Anger in perimenopause is often disproportionate and confusing. This practice helps you be with anger rather than manage or suppress it.

A guided practice. Follow at your own pace. No AI, no typing required.

Perilune is a therapeutic wellness platform, not a clinical mental health service. If you are in distress, please contact Lifeline on 13 11 14 or Beyond Blue on 1300 22 4636.

Emotions · 10 min
Perilune · Tend
Working with Anger
About anger in perimenopause

The anger that arrives in perimenopause is often surprising in its intensity. Small things trigger large responses.

This is real and has a physical basis. Declining oestrogen affects the regulation of the amygdala's reactivity. The anger is not imaginary and it is not a personality change.

Acknowledge it

Bring to mind a recent experience of anger, or notice if you are carrying some now.
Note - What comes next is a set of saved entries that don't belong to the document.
//! Error kind labels for logging and run reports.
//!
//! These constants keep failure classification consistent between the
//! resolver, the classifier, and the output stage.

/// Malformed rule line (non-fatal, line dropped).
pub const ERROR_PARSE: &str = "parse";
/// A single domain failed to resolve within one tier.
pub const ERROR_RESOLUTION: &str = "resolution";
/// A tier's resolver could not be constructed.
pub const ERROR_TIER_CONFIG: &str = "tier_config";
/// GeoIP database missing or unreadable.
pub const ERROR_CLASSIFICATION: &str = "classification_unavailable";
/// I/O error (input or output file).
pub const ERROR_IO: &str = "io";
/// Per-query timeout.
pub const ERROR_TIMEOUT: &str = "timeout";
/// Configuration error.
pub const ERROR_CONFIG: &str = "config";
//! GeoIP wiring for region artifacts.

use std::net::Ipv4Addr;
use std::sync::Arc;

use rulecheck_dns::{ResolutionEngine, ValidationSource};
use rulecheck_rules::domain::canonical_parent;
use rulecheck_rules::{Classification, CountryLookup, GeoClassifier, RuleIndex, RulesError};

/// Open the configured country database.
#[cfg(feature = "geoip")]
pub(crate) fn open_database(path: &str) -> Result<Arc<dyn CountryLookup>, RulesError> {
    let db = rulecheck_rules::GeoipDb::from_file(std::path::Path::new(path))?;
    tracing::info!(path, "geoip database loaded");
    Ok(Arc::new(db))
}

#[cfg(not(feature = "geoip"))]
pub(crate) fn open_database(path: &str) -> Result<Arc<dyn CountryLookup>, RulesError> {
    Err(RulesError::GeoIp(format!(
        "built without geoip support, cannot open {path}"
    )))
}

/// Addresses used to locate each valid indexed domain.
///
/// Domains validated through a parent borrow the parent's addresses.
pub(crate) fn classification_inputs<'a>(
    index: &'a RuleIndex,
    engine: &'a ResolutionEngine,
) -> Vec<(&'a str, &'a [Ipv4Addr])> {
    index
        .domains()
        .filter_map(|domain| {
            let validation = engine.validity().get(domain)?;
            let source = match validation.source {
                ValidationSource::Parent => canonical_parent(domain),
                ValidationSource::Direct(_) => domain,
            };
            let resolved = engine.cached().get(source)?;
            Some((domain, resolved.addresses.as_slice()))
        })
        .filter(|(_, addrs)| !addrs.is_empty())
        .collect()
}

pub(crate) fn classify(
    lookup: Arc<dyn CountryLookup>,
    index: &RuleIndex,
    engine: &ResolutionEngine,
    region: &str,
) -> Classification {
    let inputs = classification_inputs(index, engine);
    GeoClassifier::new(lookup).classify(inputs, region)
}
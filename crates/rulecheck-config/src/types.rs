//! Configuration type definitions for input, resolver tiers, aggregation,
//! GeoIP, output artifacts, and logging.

use std::collections::HashMap;

use rulecheck_dns::{EngineConfig, TierConfig};
use serde::{Deserialize, Serialize};

use crate::defaults::*;

#[derive(Debug, Clone, Serialize, Deserialize)]
pub struct InputConfig {
    /// Merged rule file to validate.
    #[serde(default = "default_input_path")]
    pub path: String,
}

impl Default for InputConfig {
    fn default() -> Self {
        Self {
            path: default_input_path(),
        }
    }
}

#[derive(Debug, Clone, Serialize, Deserialize)]
pub struct ResolverConfig {
    /// Nameserver tiers, queried in order.
    #[serde(default = "default_tiers")]
    pub tiers: Vec<TierConfig>,
    /// Maximum in-flight queries (1..=750).
    #[serde(default = "default_max_concurrency")]
    pub max_concurrency: usize,
    /// Log progress every N completed lookups.
    #[serde(default = "default_progress_interval")]
    pub progress_interval: usize,
}

impl Default for ResolverConfig {
    fn default() -> Self {
        Self {
            tiers: default_tiers(),
            max_concurrency: default_max_concurrency(),
            progress_interval: default_progress_interval(),
        }
    }
}

impl ResolverConfig {
    pub fn engine_config(&self) -> EngineConfig {
        EngineConfig {
            max_concurrency: self.max_concurrency,
            progress_interval: self.progress_interval,
        }
    }
}

/// Parent-domain aggregation.
///
/// When enabled, a resolved two-label parent validates every registered
/// descendant without querying it.
#[derive(Debug, Clone, Serialize, Deserialize)]
pub struct HierarchyConfig {
    #[serde(default = "default_hierarchy_enabled")]
    pub enabled: bool,
    /// Deepest label count validated through a parent.
    #[serde(default = "default_hierarchy_depth")]
    pub depth: usize,
    /// Query domains individually when their parent did not resolve.
    #[serde(default = "default_query_leaves")]
    pub query_leaves: bool,
}

impl Default for HierarchyConfig {
    fn default() -> Self {
        Self {
            enabled: default_hierarchy_enabled(),
            depth: default_hierarchy_depth(),
            query_leaves: default_query_leaves(),
        }
    }
}

#[derive(Debug, Clone, Serialize, Deserialize)]
pub struct GeoipConfig {
    /// Local `.mmdb` file. Region artifacts are skipped without it.
    #[serde(default)]
    pub path: Option<String>,
    /// ISO country code that region artifacts keep.
    #[serde(default = "default_region")]
    pub region: String,
}

impl Default for GeoipConfig {
    fn default() -> Self {
        Self {
            path: None,
            region: default_region(),
        }
    }
}

/// Which validity set an artifact keeps.
#[derive(Debug, Clone, Copy, PartialEq, Eq, Hash, Serialize, Deserialize)]
#[serde(rename_all = "lowercase")]
pub enum ArtifactKind {
    /// Valid in any tier.
    Full,
    /// Valid in the first tier.
    Lite,
    /// Valid and located in the configured region.
    Region,
}

#[derive(Debug, Clone, Serialize, Deserialize)]
pub struct ArtifactConfig {
    pub kind: ArtifactKind,
    pub path: String,
    /// Overrides `output.title`.
    #[serde(default)]
    pub title: Option<String>,
    /// Overrides `output.comment_marker` (e.g. `#` for dnsmasq lists).
    #[serde(default)]
    pub comment_marker: Option<String>,
}

impl ArtifactConfig {
    pub fn new(kind: ArtifactKind, path: impl Into<String>) -> Self {
        Self {
            kind,
            path: path.into(),
            title: None,
            comment_marker: None,
        }
    }

    pub fn full(path: impl Into<String>) -> Self {
        Self::new(ArtifactKind::Full, path)
    }

    pub fn lite(path: impl Into<String>) -> Self {
        Self::new(ArtifactKind::Lite, path)
    }
}

#[derive(Debug, Clone, Serialize, Deserialize)]
pub struct OutputConfig {
    #[serde(default = "default_title")]
    pub title: String,
    #[serde(default = "default_homepage")]
    pub homepage: String,
    /// Fixed UTC offset (hours) for the Version header.
    #[serde(default = "default_utc_offset_hours")]
    pub utc_offset_hours: i8,
    #[serde(default = "default_comment_marker")]
    pub comment_marker: String,
    #[serde(default = "default_artifacts")]
    pub artifacts: Vec<ArtifactConfig>,
    /// Optional JSON run report.
    #[serde(default)]
    pub report: Option<String>,
}

impl Default for OutputConfig {
    fn default() -> Self {
        Self {
            title: default_title(),
            homepage: default_homepage(),
            utc_offset_hours: default_utc_offset_hours(),
            comment_marker: default_comment_marker(),
            artifacts: default_artifacts(),
            report: None,
        }
    }
}

#[derive(Debug, Clone, Default, Serialize, Deserialize)]
pub struct LoggingConfig {
    /// Log level (trace, debug, info, warn, error).
    pub level: Option<String>,
    /// Log format: json, pretty, or compact. Default: pretty.
    pub format: Option<String>,
    /// Output target: stdout or stderr. Default: stderr.
    pub output: Option<String>,
    /// Per-module log level filters (e.g., {"rulecheck_dns": "debug", "hickory_proto": "warn"}).
    #[serde(default)]
    pub filters: HashMap<String, String>,
}
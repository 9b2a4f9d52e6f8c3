//! DNS resolver errors.

/// Errors from DNS resolution.
#[derive(Debug, thiserror::Error)]
pub enum DnsError {
    /// The name exists but has no records of the requested type, or does
    /// not exist at all.
    #[error("dns lookup returned no records for {0}")]
    NoRecords(String),

    /// The query did not complete within the tier's time budget.
    #[error("dns lookup timed out for {0}")]
    Timeout(String),

    /// DNS lookup failed.
    #[error("dns lookup failed: {0}")]
    Lookup(#[from] hickory_resolver::ResolveError),

    /// Invalid DNS server address.
    #[error("invalid dns server: {0}")]
    InvalidServer(String),
}

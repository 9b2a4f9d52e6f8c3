//! Adblock DNS network rules (`||domain^`, `@@||domain^$important`).

use crate::rule::RuleKind;

use super::target_kind;

/// Parse an adblock network rule.
///
/// Returns `None` when the line is not a network rule at all, so the caller
/// can try other dialects. The target runs up to the first `^` or `$`; a
/// `^` may only be followed by an option list (`$…`). Without a terminator
/// the remainder of the line is the target.
pub fn parse_network_rule(line: &str) -> Option<RuleKind> {
    if let Some(body) = line.strip_prefix("@@||") {
        return Some(parse_body(body, RuleKind::Whitelist));
    }
    if let Some(body) = line.strip_prefix("||") {
        return Some(parse_body(body, RuleKind::Blacklist));
    }
    None
}

fn parse_body(body: &str, make: fn(String) -> RuleKind) -> RuleKind {
    let end = body.find(['^', '$']).unwrap_or(body.len());
    let (target, tail) = body.split_at(end);
    if let Some(after_caret) = tail.strip_prefix('^')
        && !(after_caret.is_empty() || after_caret.starts_with('$'))
    {
        return RuleKind::Invalid;
    }
    target_kind(target, make)
}
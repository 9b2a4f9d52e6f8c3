//! One batch validation run.

use std::path::Path;
use std::sync::Arc;

use rulecheck_config::{ArtifactConfig, ArtifactKind, Config, ConfigError};
use rulecheck_core::errors::ERROR_CLASSIFICATION;
use rulecheck_dns::{DnsError, RecordLookup, ResolutionEngine, TierConfig};
use rulecheck_rules::{Classification, CountryLookup, DomainHierarchy, QueryPlan, RuleIndex};
use time::{OffsetDateTime, UtcOffset};
use tracing::{info, warn};

use crate::error::PipelineError;
use crate::geo;
use crate::output::{HeaderFields, render, retain, write_artifact};
use crate::records::{DomainRecord, build_records};
use crate::stats::{ArtifactReport, RunReport, RunStats};

/// Builds the record lookup for one tier.
pub type ResolverFactory =
    Box<dyn Fn(&TierConfig) -> Result<Arc<dyn RecordLookup>, DnsError> + Send + Sync>;

/// Result of a completed run.
#[derive(Debug)]
pub struct RunOutcome {
    pub stats: RunStats,
    pub records: Vec<DomainRecord>,
}

/// Parse → resolve → classify → write, driven by a [`Config`].
///
/// Resolvers default to hickory against each tier's nameservers and the
/// country database to `geoip.path`; both can be replaced.
pub struct Pipeline {
    config: Config,
    resolver_factory: Option<ResolverFactory>,
    country_lookup: Option<Arc<dyn CountryLookup>>,
}

impl std::fmt::Debug for Pipeline {
    fn fmt(&self, f: &mut std::fmt::Formatter<'_>) -> std::fmt::Result {
        f.debug_struct("Pipeline")
            .field("config", &self.config)
            .field("custom_resolver", &self.resolver_factory.is_some())
            .field("custom_country_lookup", &self.country_lookup.is_some())
            .finish()
    }
}

impl Pipeline {
    pub fn new(config: Config) -> Self {
        Self {
            config,
            resolver_factory: None,
            country_lookup: None,
        }
    }

    /// Replace the hickory resolvers.
    pub fn with_resolver_factory<F>(mut self, factory: F) -> Self
    where
        F: Fn(&TierConfig) -> Result<Arc<dyn RecordLookup>, DnsError> + Send + Sync + 'static,
    {
        self.resolver_factory = Some(Box::new(factory));
        self
    }

    /// Use `lookup` instead of opening `geoip.path`.
    pub fn with_country_lookup(mut self, lookup: impl CountryLookup + 'static) -> Self {
        self.country_lookup = Some(Arc::new(lookup));
        self
    }

    pub fn config(&self) -> &Config {
        &self.config
    }

    /// Execute the run.
    ///
    /// Only an unreadable input (or an unusable header offset) fails the
    /// run. Tier, classification, and per-artifact failures are reported in
    /// the returned statistics.
    pub async fn run(&self) -> Result<RunOutcome, PipelineError> {
        let config = &self.config;
        let offset = UtcOffset::from_hms(config.output.utc_offset_hours, 0, 0).map_err(|e| {
            ConfigError::Validation(format!("output.utc_offset_hours: {e}"))
        })?;

        let index = RuleIndex::load(Path::new(&config.input.path)).map_err(PipelineError::Input)?;

        let (hierarchy, plan) = if config.hierarchy.enabled {
            let hierarchy = DomainHierarchy::build(index.domains(), config.hierarchy.depth);
            let plan = hierarchy.query_plan(index.domains(), config.hierarchy.query_leaves);
            info!(
                domains = index.domain_count(),
                parents = hierarchy.parent_count(),
                depth = hierarchy.depth(),
                residual = plan.residual.len(),
                "query plan built"
            );
            (Some(hierarchy), plan)
        } else {
            (None, QueryPlan::flat(index.domains()))
        };

        let mut engine = ResolutionEngine::new(&config.resolver.engine_config());
        match &self.resolver_factory {
            Some(factory) => {
                engine
                    .resolve_tiers_with(&config.resolver.tiers, &plan, hierarchy.as_ref(), |t| {
                        factory(t)
                    })
                    .await;
            }
            None => {
                engine
                    .resolve_tiers(&config.resolver.tiers, &plan, hierarchy.as_ref())
                    .await;
            }
        }

        let classification = self.classify(&index, &engine);
        let records = build_records(&index, &engine, classification.as_ref());

        let now = OffsetDateTime::now_utc();
        let mut artifacts = Vec::with_capacity(config.output.artifacts.len());
        for artifact in &config.output.artifacts {
            let report = self
                .emit(artifact, &index, &engine, classification.as_ref(), offset, now)
                .await;
            artifacts.push(report);
        }

        let stats = RunStats {
            total_rules: index.total_rules(),
            valid_rules: index.valid_rules(),
            invalid_rules: index.invalid_rules(),
            header_comments: index.header().len(),
            domains: index.domain_count(),
            domains_queried: engine.queried_count(),
            domains_resolved: records.iter().filter(|r| r.is_valid()).count(),
            region_domains: classification.as_ref().map(Classification::len),
            tiers: engine.reports().to_vec(),
            artifacts,
        };

        if let Some(path) = &config.output.report
            && let Err(e) = write_report(Path::new(path), &stats, &records).await
        {
            warn!(
                path = %path,
                error = %e,
                error_type = e.error_type(),
                "failed to write run report"
            );
        }

        info!(
            total = stats.total_rules,
            valid = stats.valid_rules,
            invalid = stats.invalid_rules,
            resolved = stats.domains_resolved,
            "run finished"
        );
        Ok(RunOutcome { stats, records })
    }

    /// Region classification, when any region artifact is configured.
    fn classify(&self, index: &RuleIndex, engine: &ResolutionEngine) -> Option<Classification> {
        let wanted = self
            .config
            .output
            .artifacts
            .iter()
            .any(|a| a.kind == ArtifactKind::Region);
        if !wanted {
            return None;
        }

        let lookup = match (&self.country_lookup, &self.config.geoip.path) {
            (Some(lookup), _) => lookup.clone(),
            (None, Some(path)) => match geo::open_database(path) {
                Ok(lookup) => lookup,
                Err(e) => {
                    let e = PipelineError::Classification(e);
                    warn!(
                        error = %e,
                        error_type = ERROR_CLASSIFICATION,
                        "region artifacts skipped"
                    );
                    return None;
                }
            },
            (None, None) => {
                warn!(
                    error_type = ERROR_CLASSIFICATION,
                    "no geoip database, region artifacts skipped"
                );
                return None;
            }
        };

        let classification = geo::classify(lookup, index, engine, &self.config.geoip.region);
        info!(
            region = classification.target(),
            domains = classification.len(),
            "region classification done"
        );
        Some(classification)
    }

    async fn emit(
        &self,
        artifact: &ArtifactConfig,
        index: &RuleIndex,
        engine: &ResolutionEngine,
        classification: Option<&Classification>,
        offset: UtcOffset,
        now: OffsetDateTime,
    ) -> ArtifactReport {
        let validity = engine.validity();
        let retained = match artifact.kind {
            ArtifactKind::Full => retain(index.rules(), |d| validity.contains_key(d)),
            ArtifactKind::Lite => {
                retain(index.rules(), |d| validity.get(d).is_some_and(|v| v.tier == 0))
            }
            ArtifactKind::Region => match classification {
                Some(region) => retain(index.rules(), |d| region.contains(d)),
                None => {
                    return ArtifactReport {
                        kind: artifact.kind,
                        path: artifact.path.clone(),
                        rules: 0,
                        error: Some("skipped: classification unavailable".to_string()),
                    };
                }
            },
        };

        let output = &self.config.output;
        let fields = HeaderFields {
            title: artifact.title.as_deref().unwrap_or(&output.title),
            homepage: &output.homepage,
            marker: artifact
                .comment_marker
                .as_deref()
                .unwrap_or(&output.comment_marker),
            offset,
        };
        let written = match render(&fields, index.header(), &retained, now) {
            Ok(contents) => write_artifact(Path::new(&artifact.path), &contents)
                .await
                .map_err(|source| PipelineError::Output {
                    path: artifact.path.clone(),
                    source,
                }),
            Err(e) => Err(PipelineError::Format(e)),
        };
        artifact_report(artifact, retained.len(), written)
    }
}

fn artifact_report(
    artifact: &ArtifactConfig,
    rules: usize,
    written: Result<(), PipelineError>,
) -> ArtifactReport {
    let error = match written {
        Ok(()) => {
            info!(
                path = %artifact.path,
                kind = ?artifact.kind,
                rules,
                "artifact written"
            );
            None
        }
        Err(e) => {
            warn!(
                path = %artifact.path,
                error = %e,
                error_type = e.error_type(),
                "artifact not written"
            );
            Some(e.to_string())
        }
    };

    ArtifactReport {
        kind: artifact.kind,
        path: artifact.path.clone(),
        rules,
        error,
    }
}

async fn write_report(
    path: &Path,
    stats: &RunStats,
    records: &[DomainRecord],
) -> Result<(), PipelineError> {
    let report = RunReport {
        stats,
        domains: records,
    };
    let json = serde_json::to_string_pretty(&report)?;
    write_artifact(path, &json)
        .await
        .map_err(|source| PipelineError::Output {
            path: path.display().to_string(),
            source,
        })
}

#[cfg(test)]
mod tests {
    use super::*;

    #[test]
    fn stamp_failure_recorded_on_artifact() {
        let artifact = ArtifactConfig::full("out/all.txt");
        // `Format::InsufficientTypeInformation` is #[non_exhaustive]; obtain it via the API.
        let format_err = time::Time::MIDNIGHT
            .format(time::macros::format_description!("[year]"))
            .unwrap_err();
        let failed = Err(PipelineError::Format(format_err));
        let report = artifact_report(&artifact, 3, failed);
        assert_eq!(report.kind, ArtifactKind::Full);
        assert_eq!(report.rules, 3);
        assert!(report.error.unwrap().starts_with("version stamp:"));
    }

    #[test]
    fn written_artifact_has_no_error() {
        let artifact = ArtifactConfig::lite("out/all-lite.txt");
        let report = artifact_report(&artifact, 0, Ok(()));
        assert_eq!(report.path, "out/all-lite.txt");
        assert!(report.error.is_none());
    }
}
Place a hand on your chest.

Say quietly: I am angry. Or: There is anger in me right now.

Just acknowledge its presence.

Locate it in the body

Where do you feel the anger? Your jaw, chest, stomach, hands?

Notice the physical sensation. Heat, tightness, vibration, pressure.

You are not feeding it by noticing it. You are simply letting it be where it already is.

What is underneath

Anger often has something underneath it. Hurt, fear, grief, a sense of injustice.

Gently ask: what is the feeling underneath this anger? What does it want me to know?

Let it pass

Anger is a weather system. It arrives, has its intensity, and passes.

Continue breathing. Continue noticing.

You may notice the intensity beginning to shift. Not because you suppressed it, but because you were present with it.

Practice complete.
Anger is information. Being with it honestly is very different from being controlled by it.